(Stored entries)
************

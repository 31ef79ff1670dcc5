//! `arcana onboard`: write the default configuration.

use arcana_config::AppConfig;

pub fn run() -> Result<(), Box<dyn std::error::Error>> {
    let config_dir = AppConfig::config_dir();
    let config_path = config_dir.join("config.toml");

    println!("🃏 Arcana Setup");
    println!("===============\n");

    if !config_dir.exists() {
        std::fs::create_dir_all(&config_dir)?;
        println!("✅ Created config directory: {}", config_dir.display());
    } else {
        println!("  Config directory exists: {}", config_dir.display());
    }

    if config_path.exists() {
        println!("  Config file exists: {}", config_path.display());
    } else {
        std::fs::write(&config_path, AppConfig::default_toml())?;
        println!("✅ Created config.toml");
    }

    println!();
    println!("Next steps:");
    println!("  1. Adjust target budgets in {}", config_path.display());
    println!("  2. Optionally point knowledge.corpus_path at your own corpus");
    println!("  3. Run: arcana doctor");

    Ok(())
}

************

** Task prompt **
Your answer must be the data above, copied exactly from its first line through the line containing "std::fs::create_dir_all(&config_dir)?;", and nothing more.

** Response **
repository 31ef79ff1670dcc5
//! `arcana onboard`: write the default configuration.

use arcana_config::AppConfig;

pub fn run() -> Result<(), Box<dyn std::error::Error>> {
    let config_dir = AppConfig::config_dir();
    let config_path = config_dir.join("config.toml");

    println!("🃏 Arcana Setup");
    println!("===============\n");

    if !config_dir.exists() {
        std::fs::create_dir_all(&config_dir)?;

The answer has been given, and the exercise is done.